El problema es que los Estados Unidos no pueden permitirse un error, y mucho menos un fracaso. Si se llegara a la conclusión de que las sanciones son demasiado inseguras y la diplomacia infructuosa, los Estados Unidos tendrían que considerar una destrucción quirúrgica y progresiva de la fuerza militar iraquí, sobre todo porque una acción que no defenestrara del poder a Saddam Hussein y que dejara intacto su poderío militar no sería más que un interludio entre agresiones.

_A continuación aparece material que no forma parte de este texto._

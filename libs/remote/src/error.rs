//! Remoting Error Types
//!
//! Error taxonomy for the endpoint lifecycle and the batched wire protocol.
//! None of these ever reach the caller of `Remote::send_message`: connect and
//! stream failures surface as published endpoint events, per-message failures
//! are logged and skipped, and undeliverable requests become dead letters.

use thiserror::Error;

/// Main remoting error type
#[derive(Error, Debug)]
pub enum RemoteError {
    /// Dial or handshake failure for an outbound endpoint
    #[error("Connect error: {message} (address: {address})")]
    Connect {
        address: String,
        message: String,
        source: Option<Box<dyn std::error::Error + Send + Sync>>,
    },

    /// Unexpected frame or malformed batch
    #[error("Protocol error: {message}")]
    Protocol { message: String },

    /// Read/write failure on an established stream
    #[error("Stream error: {message} (address: {address})")]
    Stream { address: String, message: String },

    /// Outbound frame over the size limit; nothing was written
    #[error("Frame of {size} bytes exceeds maximum {max}")]
    FrameTooLarge { size: usize, max: usize },

    /// Batch write failure
    #[error("Send error: {message} (address: {address})")]
    Send { address: String, message: String },

    /// Per-message serialization failure
    #[error("Serialization error: {0}")]
    Serialization(#[from] SerializationError),

    /// Configuration errors
    #[error("Configuration error: {message}")]
    Configuration {
        message: String,
        field: Option<String>,
    },

    /// Operation exceeded its bounded wait
    #[error("Timeout error: {operation} exceeded {timeout_ms}ms")]
    Timeout { operation: String, timeout_ms: u64 },

    /// Generic I/O errors
    #[error("I/O error: {message}")]
    Io {
        message: String,
        source: std::io::Error,
    },

    /// Lifecycle call made before `start`
    #[error("Remote has not been started")]
    NotStarted,

    /// Lifecycle call made after `shutdown`
    #[error("Remote has been shut down")]
    Stopped,

    /// Writer was asked to restart after exhausting its connect attempts
    #[error("Restart requested after connect failure: {reason}")]
    RestartAfterConnectFailure { reason: String },
}

/// Result type alias for remoting operations
pub type Result<T> = std::result::Result<T, RemoteError>;

impl RemoteError {
    /// Create a connect error
    pub fn connect(address: impl Into<String>, message: impl Into<String>) -> Self {
        Self::Connect {
            address: address.into(),
            message: message.into(),
            source: None,
        }
    }

    /// Create a connect error with source
    pub fn connect_with_source(
        address: impl Into<String>,
        message: impl Into<String>,
        source: impl std::error::Error + Send + Sync + 'static,
    ) -> Self {
        Self::Connect {
            address: address.into(),
            message: message.into(),
            source: Some(Box::new(source)),
        }
    }

    /// Create a protocol error
    pub fn protocol(message: impl Into<String>) -> Self {
        Self::Protocol {
            message: message.into(),
        }
    }

    /// Create a stream error
    pub fn stream(address: impl Into<String>, message: impl Into<String>) -> Self {
        Self::Stream {
            address: address.into(),
            message: message.into(),
        }
    }

    /// Create a send error
    pub fn send(address: impl Into<String>, message: impl Into<String>) -> Self {
        Self::Send {
            address: address.into(),
            message: message.into(),
        }
    }

    /// Create a configuration error
    pub fn configuration(message: impl Into<String>, field: Option<&str>) -> Self {
        Self::Configuration {
            message: message.into(),
            field: field.map(|s| s.to_string()),
        }
    }

    /// Create a timeout error
    pub fn timeout(operation: impl Into<String>, timeout_ms: u64) -> Self {
        Self::Timeout {
            operation: operation.into(),
            timeout_ms,
        }
    }

    /// Whether the error counts as a failed connect attempt
    pub fn is_connect_failure(&self) -> bool {
        matches!(
            self,
            RemoteError::Connect { .. }
                | RemoteError::Protocol { .. }
                | RemoteError::Timeout { .. }
                | RemoteError::Io { .. }
                | RemoteError::Stream { .. }
        )
    }

    /// Get error category for logging
    pub fn category(&self) -> &'static str {
        match self {
            RemoteError::Connect { .. } => "connect",
            RemoteError::Protocol { .. } | RemoteError::FrameTooLarge { .. } => "protocol",
            RemoteError::Stream { .. } => "stream",
            RemoteError::Send { .. } => "send",
            RemoteError::Serialization(_) => "serialization",
            RemoteError::Configuration { .. } => "configuration",
            RemoteError::Timeout { .. } => "timeout",
            RemoteError::Io { .. } => "io",
            RemoteError::NotStarted | RemoteError::Stopped => "lifecycle",
            RemoteError::RestartAfterConnectFailure { .. } => "restart",
        }
    }
}

/// Convert standard I/O errors to remoting errors
impl From<std::io::Error> for RemoteError {
    fn from(error: std::io::Error) -> Self {
        RemoteError::Io {
            message: error.to_string(),
            source: error,
        }
    }
}

/// Convert frame-level bincode errors to protocol errors
impl From<bincode::Error> for RemoteError {
    fn from(error: bincode::Error) -> Self {
        RemoteError::protocol(format!("Frame decoding failed: {}", error))
    }
}

/// Per-message serialization failures
#[derive(Error, Debug, Clone, PartialEq, Eq)]
pub enum SerializationError {
    #[error("No serializer registered for id {0}")]
    UnknownSerializer(i32),

    #[error("Message type {0} is not registered with serializer {1}")]
    UnregisteredType(String, i32),

    #[error("Type name '{0}' is not known to serializer {1}")]
    UnknownTypeName(String, i32),

    #[error("Failed to encode {type_name}: {message}")]
    Encode { type_name: String, message: String },

    #[error("Failed to decode {type_name}: {message}")]
    Decode { type_name: String, message: String },
}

Sería irresponsable por parte de alguien ajeno al tema presionar para que siguiera el despliegue, cuando se trata de una situación en la que se depende tanto de la información, una información que no está al alcance de todos. Pero hay que comprender que los Estados Unidos han cruzado el Rubicón. Todos los que están preocupados por la paz mundial y por el bienestar económico deberían olvidar sus posibles recelos tácticos en favor del seguimiento de la única política que puede llevarnos al éxito.